Manifest abstractions are realizations of abstractions with such fidelity that the abstraction is apparent in the manifestation so well that it is difficult to discern that it is not faithfully represented. In addition, the underlying representation is not evident and it could be achieved in many different ways. The manifestation gives the appearance of the abstraction. Manifestations are evocative of the represented abstraction.
A manifestation is not the abstraction. The manifestation, being perceivable, will have incidental properties that are not of the abstraction itself. The idea is to minimize such baggage so the manifestation of the abstraction is not obscured.

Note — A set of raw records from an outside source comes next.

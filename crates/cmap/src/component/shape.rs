//! Rectangular diagram nodes.

use serde::Deserialize;

use cmap_core::geometry::{Bounds, Point, RoundedRect, Size};

use crate::{
    cell::PropertyCell,
    id::{ComponentId, RelationId, ShapeId},
    scheduler::Scheduler,
};

/// How the content string of a shape or link is interpreted by the renderer.
#[derive(Debug, Clone, Copy, Default, PartialEq, Eq, Deserialize)]
#[serde(rename_all = "lowercase")]
pub enum ContentType {
    #[default]
    Text,
    Html,
}

impl ContentType {
    pub fn name(self) -> &'static str {
        match self {
            Self::Text => "text",
            Self::Html => "html",
        }
    }

    /// Parses a content type name, returning `None` for unknown names.
    pub fn from_name(name: &str) -> Option<Self> {
        match name {
            "text" => Some(Self::Text),
            "html" => Some(Self::Html),
            _ => None,
        }
    }
}

/// Initial attributes of a shape.
///
/// Every field has a default, so hosts only spell out what differs:
///
/// ```
/// # use cmap::component::ShapeAttrs;
/// let attrs = ShapeAttrs::default()
///     .with_position(100.0, 40.0)
///     .with_content("Rust");
/// assert_eq!(attrs.width, 75.0);
/// ```
#[derive(Debug, Clone, PartialEq, Deserialize)]
#[serde(default)]
pub struct ShapeAttrs {
    pub content: String,
    pub content_type: ContentType,
    pub x: f32,
    pub y: f32,
    pub width: f32,
    pub height: f32,
    pub background_color: String,
    pub border_color: String,
    pub border_width: f32,
    pub text_color: String,
    pub draggable: bool,
}

impl Default for ShapeAttrs {
    fn default() -> Self {
        Self {
            content: String::new(),
            content_type: ContentType::Text,
            x: 0.0,
            y: 0.0,
            width: Shape::DEFAULT_WIDTH,
            height: Shape::DEFAULT_HEIGHT,
            background_color: String::from("#a7cbe6"),
            border_color: String::from("#333"),
            border_width: 2.0,
            text_color: String::from("#333"),
            draggable: true,
        }
    }
}

impl ShapeAttrs {
    pub fn with_position(mut self, x: f32, y: f32) -> Self {
        self.x = x;
        self.y = y;
        self
    }

    pub fn with_size(mut self, width: f32, height: f32) -> Self {
        self.width = width;
        self.height = height;
        self
    }

    pub fn with_content(mut self, content: impl Into<String>) -> Self {
        self.content = content.into();
        self
    }
}

/// A positioned, sized rectangle with rounded corners.
#[derive(Debug, Clone)]
pub struct Shape {
    id: ShapeId,
    position: PropertyCell<Point>,
    size: PropertyCell<Size>,
    corner_radius: f32,
    content: PropertyCell<String>,
    content_type: PropertyCell<ContentType>,
    background_color: PropertyCell<String>,
    border_color: PropertyCell<String>,
    border_width: PropertyCell<f32>,
    text_color: PropertyCell<String>,
    draggable: bool,
    pub(crate) relations: Vec<RelationId>,
}

impl Shape {
    pub const DEFAULT_WIDTH: f32 = 75.0;
    pub const DEFAULT_HEIGHT: f32 = 30.0;
    pub const DEFAULT_BORDER_WIDTH: f32 = 2.0;

    pub(crate) fn new(id: ShapeId, attrs: ShapeAttrs, corner_radius: f32) -> Self {
        Self {
            id,
            position: PropertyCell::new(Point::new(attrs.x, attrs.y)),
            size: PropertyCell::new(Size::new(attrs.width, attrs.height)),
            corner_radius,
            content: PropertyCell::new(attrs.content),
            content_type: PropertyCell::new(attrs.content_type),
            background_color: PropertyCell::new(attrs.background_color),
            border_color: PropertyCell::new(attrs.border_color),
            border_width: PropertyCell::new(attrs.border_width),
            text_color: PropertyCell::new(attrs.text_color),
            draggable: attrs.draggable,
            relations: Vec::new(),
        }
    }

    pub fn id(&self) -> ShapeId {
        self.id
    }

    fn owner(&self) -> ComponentId {
        self.id.into()
    }

    /// Top-left corner of the shape.
    pub fn position(&self) -> Point {
        *self.position.get()
    }

    pub fn size(&self) -> Size {
        *self.size.get()
    }

    pub fn corner_radius(&self) -> f32 {
        self.corner_radius
    }

    pub fn center(&self) -> Point {
        self.position().add_point(self.size().half())
    }

    pub fn bounds(&self) -> Bounds {
        Bounds::new_from_top_left(self.position(), self.size())
    }

    /// The rounded-rectangle silhouette links are anchored on.
    pub fn outline(&self) -> RoundedRect {
        RoundedRect::new(self.bounds(), self.corner_radius)
    }

    /// Returns true if `point` lies on or inside the shape's rectangle.
    pub fn contains(&self, point: Point) -> bool {
        self.bounds().contains(point)
    }

    /// Point of the outline a link heading towards `external` should touch.
    pub fn connected_point(&self, external: Point) -> Point {
        self.outline().boundary_point_toward(external)
    }

    pub fn content(&self) -> &str {
        self.content.get()
    }

    pub fn content_type(&self) -> ContentType {
        *self.content_type.get()
    }

    pub fn background_color(&self) -> &str {
        self.background_color.get()
    }

    pub fn border_color(&self) -> &str {
        self.border_color.get()
    }

    pub fn border_width(&self) -> f32 {
        *self.border_width.get()
    }

    pub fn text_color(&self) -> &str {
        self.text_color.get()
    }

    pub fn is_draggable(&self) -> bool {
        self.draggable
    }

    /// Relations registered on this shape.
    pub fn relations(&self) -> &[RelationId] {
        &self.relations
    }

    pub(crate) fn set_position(&mut self, position: Point, scheduler: &mut Scheduler) -> bool {
        let owner = self.owner();
        self.position.set(position, owner, scheduler)
    }

    pub(crate) fn set_size(&mut self, size: Size, scheduler: &mut Scheduler) -> bool {
        let owner = self.owner();
        self.size.set(size, owner, scheduler)
    }

    pub(crate) fn set_content(&mut self, content: String, scheduler: &mut Scheduler) -> bool {
        let owner = self.owner();
        self.content.set(content, owner, scheduler)
    }

    pub(crate) fn set_content_type(
        &mut self,
        content_type: ContentType,
        scheduler: &mut Scheduler,
    ) -> bool {
        let owner = self.owner();
        self.content_type.set(content_type, owner, scheduler)
    }

    pub(crate) fn set_background_color(
        &mut self,
        color: String,
        scheduler: &mut Scheduler,
    ) -> bool {
        let owner = self.owner();
        self.background_color.set(color, owner, scheduler)
    }

    pub(crate) fn set_border_color(&mut self, color: String, scheduler: &mut Scheduler) -> bool {
        let owner = self.owner();
        self.border_color.set(color, owner, scheduler)
    }

    pub(crate) fn set_border_width(&mut self, width: f32, scheduler: &mut Scheduler) -> bool {
        let owner = self.owner();
        self.border_width.set(width, owner, scheduler)
    }

    pub(crate) fn set_text_color(&mut self, color: String, scheduler: &mut Scheduler) -> bool {
        let owner = self.owner();
        self.text_color.set(color, owner, scheduler)
    }

    pub(crate) fn set_draggable(&mut self, draggable: bool) {
        self.draggable = draggable;
    }
}

#[cfg(test)]
mod tests {
    use float_cmp::assert_approx_eq;

    use super::*;
    use crate::scheduler::ManualClock;

    fn shape(x: f32, y: f32, width: f32, height: f32) -> Shape {
        Shape::new(
            ShapeId::new(1),
            ShapeAttrs::default()
                .with_position(x, y)
                .with_size(width, height),
            4.0,
        )
    }

    #[test]
    fn test_center_and_bounds() {
        let shape = shape(10.0, 20.0, 80.0, 40.0);
        assert_eq!(shape.center(), Point::new(50.0, 40.0));
        assert!(shape.contains(Point::new(10.0, 20.0)));
        assert!(!shape.contains(Point::new(91.0, 40.0)));
    }

    #[test]
    fn test_connected_point_uses_outline() {
        let shape = shape(0.0, 0.0, 80.0, 40.0);
        let point = shape.connected_point(Point::new(40.0, -100.0));
        assert_approx_eq!(f32, point.x(), 40.0, epsilon = 0.001);
        assert_approx_eq!(f32, point.y(), 0.0, epsilon = 0.001);
    }

    #[test]
    fn test_set_position_marks_dirty_only_on_change() {
        let mut scheduler = Scheduler::new(Box::new(ManualClock));
        let mut shape = shape(0.0, 0.0, 80.0, 40.0);

        assert!(!shape.set_position(Point::new(0.0, 0.0), &mut scheduler));
        assert!(!scheduler.is_dirty(shape.id().into()));

        assert!(shape.set_position(Point::new(5.0, 0.0), &mut scheduler));
        assert!(scheduler.is_dirty(shape.id().into()));
        assert_eq!(shape.center(), Point::new(45.0, 20.0));
    }

    #[test]
    fn test_default_attrs() {
        let attrs = ShapeAttrs::default();
        assert_eq!(attrs.width, 75.0);
        assert_eq!(attrs.height, 30.0);
        assert_eq!(attrs.background_color, "#a7cbe6");
        assert!(attrs.draggable);
        assert_eq!(ContentType::from_name("html"), Some(ContentType::Html));
        assert_eq!(ContentType::from_name("svg"), None);
    }
}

The quality of the manifestation is also contingent. In the case of computational realizations, there may be failures, resource exhaustion, non-termination of procedures, and other limitations that confine the manifestation to a finite aspect of the abstraction. Also, computation takes time and resources, something that abstractions are generally not constrained by.
For the Miser Project, manifestation is separated from interpretation/representation by the creation of a facade -- an interface -- through which the abstraction appears to be present. Although it can be considered that any representation is a successful manifestation, we will confine our use of the term to those situation where the manifestation is apparent and the representation is covered over.
There are numerous examples of manifest abstractions in the development of the Miser Project. The fundamental manifestation in Miser is of the ‹ob› structure itself.